Die Besorgnis der Befangenheit besteht, wenn ein Verfahrensbeteiligter bei vernünftiger Würdigung aller Umstände Anlass hat, an der Unvoreingenommenheit des Richters zu zweifeln; es ist ein individuell objektiver Maßstab anzulegen (Fischer, Karlsruhe Komm. zur StPO, 8. Aufl., München 2008 § 24 Rdnr. 3 mit einer Vielzahl von Nachweise der Rechtsprechung).

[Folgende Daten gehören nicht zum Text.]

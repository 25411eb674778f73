//! Ledger mirror demo
//!
//! Mirrors the polling groups of a simulated ledger and walks through:
//! - initial load and member counts
//! - a locally drafted group confirmed by the node under a real id
//! - a node outage and recovery
//! - lost journal entries forcing a full refresh
//!
//! Usage: `ledger-mirror-demo [config.json]`. Log level follows `RUST_LOG`.

use std::cell::RefCell;
use std::error::Error;
use std::rc::Rc;
use std::time::Duration;

use ledger_mirror::{Catalog, GroupMember, GroupSizeField, PollingGroup, SimulatedNode, GROUPS_SCOPE};
use table_sync::{EditEvent, ListModel, NetworkFailure, SyncConfig, SyncDriver, SyncEvent};
use tokio::sync::broadcast::error::TryRecvError;
use tracing::info;
use tracing_subscriber::EnvFilter;

const NODE_URL: &str = "http://127.0.0.1:8888";

fn seed(node: &SimulatedNode) {
    let groups = [("Chess club", vec!["games"]), ("Garden", vec!["outdoor", "weekly"]), ("Budget committee", vec![])];
    for (i, (name, tags)) in groups.into_iter().enumerate() {
        let id = i as u64 + 1;
        node.upsert(
            GROUPS_SCOPE,
            &PollingGroup { id, name: name.to_string(), tags: tags.into_iter().map(String::from).collect() },
        );
        for (j, account) in ["alice", "bob", "carol", "dave"].iter().take(i + 2).enumerate() {
            node.upsert(&id.to_string(), &GroupMember { account: account.to_string(), weight: j as u32 + 1, tags: vec![] });
        }
    }
}

async fn run_for(driver: &mut SyncDriver<SimulatedNode>, catalog: &Catalog, period: Duration) {
    driver.run(tokio::time::sleep(period)).await;
    for event in catalog.process_events() {
        match event {
            EditEvent::PendingAddSettled { draft_id, row, .. } => {
                info!("group {} confirmed as {} ({})", draft_id, row.id, row.name)
            }
            other => info!("groups: {:?}", other),
        }
    }
}

fn print_groups(catalog: &Catalog, list: &Rc<RefCell<ListModel<PollingGroup>>>) {
    list.borrow_mut().refresh_virtual_fields();
    let groups = catalog.groups();
    let groups = groups.borrow();
    let list = list.borrow();
    println!("{:>20} {:<20} {:>8} {:<10}", "id", "name", "members", "state");
    for position in 0..list.len() {
        let Some((group, state)) = list.row_at(groups.cache(), position) else {
            continue;
        };
        let members = match list.virtual_value(groups.cache(), position, GroupSizeField::ROLE) {
            Some((count, _)) if !count.is_null() => count.to_string(),
            _ => "?".to_string(),
        };
        println!("{:>20} {:<20} {:>8} {:<10}", group.id, group.name, members, state.to_string());
    }
    println!();
}

#[tokio::main(flavor = "current_thread")]
async fn main() -> Result<(), Box<dyn Error>> {
    tracing_subscriber::fmt()
        .with_env_filter(EnvFilter::try_from_default_env().unwrap_or_else(|_| EnvFilter::new("info")))
        .init();

    let config = match std::env::args().nth(1) {
        Some(path) => SyncConfig::load(path)?,
        None => SyncConfig { sync_interval_ms: 200, ..SyncConfig::default() },
    };
    let cycle = config.sync_interval() * 3;

    let node = SimulatedNode::new("5e1f").with_latency(Duration::from_millis(20));
    seed(&node);

    let mut driver = SyncDriver::new(node, config.clone());
    let mut events = driver.subscribe();
    let catalog = Catalog::new(&config, driver.registry());
    let list = catalog.group_rows();

    driver.set_node(NODE_URL)?;
    run_for(&mut driver, &catalog, cycle).await;
    // member lists open on the first field refresh
    list.borrow_mut().refresh_virtual_fields();
    run_for(&mut driver, &catalog, cycle).await;
    println!("== initial load ({:?})", driver.status());
    print_groups(&catalog, &list);

    // draft a group with one member, then let the node accept both
    let groups = catalog.groups();
    let draft_id = groups.borrow_mut().draft_add().set("name", "Book club").set("tags", vec!["reading"]).commit()?;
    catalog.members(draft_id).borrow_mut().draft_add().set("account", "erin").set("weight", 2).commit()?;
    groups.borrow_mut().mark_edits_pending()?;
    catalog.members(draft_id).borrow_mut().mark_edits_pending()?;
    println!("== drafted group {}", draft_id);
    print_groups(&catalog, &list);

    let real_id = driver.api().next_id::<PollingGroup>(GROUPS_SCOPE);
    driver.api().upsert(GROUPS_SCOPE, &PollingGroup { id: real_id, name: "Book club".into(), tags: vec!["reading".into()] });
    driver.api().upsert(&real_id.to_string(), &GroupMember { account: "erin".into(), weight: 2, tags: vec![] });
    run_for(&mut driver, &catalog, cycle).await;
    run_for(&mut driver, &catalog, cycle).await;
    println!("== after confirmation");
    print_groups(&catalog, &list);

    driver.api().set_outage(Some(NetworkFailure::ConnectionRefused));
    run_for(&mut driver, &catalog, cycle).await;
    println!("== during outage: {:?}", driver.status());
    driver.api().set_outage(None);
    driver.api().lose_journal_entries(4);
    driver.api().upsert(GROUPS_SCOPE, &PollingGroup { id: real_id + 1, name: "Choir".into(), tags: vec![] });
    driver.api().upsert(GROUPS_SCOPE, &PollingGroup { id: 1, name: "Chess & Go club".into(), tags: vec![] });
    run_for(&mut driver, &catalog, cycle).await;
    println!("== after recovery: {:?}, journal at {:?}", driver.status(), driver.journal_last_seen());
    print_groups(&catalog, &list);

    let head = driver.chain().head_block_num;
    driver.request_block(head)?;
    run_for(&mut driver, &catalog, cycle).await;
    driver.disconnect();

    let mut errors = 0;
    loop {
        match events.try_recv() {
            Ok(SyncEvent::NodeError(_) | SyncEvent::ResponseNonsense) => errors += 1,
            Ok(SyncEvent::Block { number, payload }) => println!("block {}: {}", number, payload["id"]),
            Ok(_) | Err(TryRecvError::Lagged(_)) => {}
            Err(_) => break,
        }
    }
    println!("{} node errors during the run", errors);
    Ok(())
}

Das unbestrittene Vorliegen einer engen Freundschaft zwischen Herrn Richter am Amtsgericht pp. und dem Verteidiger, Herrn pp., allein reicht noch nicht aus, aus der Sicht eines der Verfahrensbeteiligten, bei vernünftiger Würdigung aller Umstände an einer Unvoreingenommenheit dieses Richters zu zweifeln (vgl. OLG Koblenz 05.05.2003 – 5 U 120/03; OLG Frankfurt 04.12.1995 -13 U 113/95- BayObLG 02.10.1986 – BReg 2 Z 113/86, OLG Frankfurt 02.03.1998 – 15 W 8/98, LG Bonn 11.10.1965 ¬4 T 460/65).
Das Hinzutreten weiterer objektiver Umstände ist nicht erkennbar. Die Bearbeitung des Strafverfahrens nach Eingang beim Amtsgericht Torgau ist nicht zu beanstanden. Rechtsanwalt pp. wurde die beantragte Akteneinsicht mit Schreiben vom 17.01.2020 ohne ihn zu bevorzugen, gewährt. Gleiches gilt auch für die gewährte Frist zur Verlängerung der Stellungnahme zur Anklageschrift. Es sind auch keine Anhaltspunkte ersichtlich, dass sich Herr Richter am Amtsgericht pp. mit dem Verteidiger Rechtsanwalt pp. bereits außergerichtlich in einem privaten Rahmen über das vorliegende Strafverfahren unterhalten haben könnte. Aufgrund der Darlegungen des Rechtsanwalts pp. ist hiervon auch nicht auszugehen. Ergänzend wird auf dessen Vorbringen mit Schreiben vom 11.02.2020 verwiesen. Im Ergebnis war die aus dem Tenor dieser Entscheidung ersichtliche Entscheidung zu treffen.“
Vernünftige Entscheidung: Sowohl vom zuständigen Richter als auch vom Entscheider.
Wer Referat nicht von Referendariat unterscheiden kann… Sollte keinen Richterstempel haben (oder ist der Spracherkennungssoftware auf den Leim gegangen…)
Vielleicht gab es ja auch „Bandsalat“ :).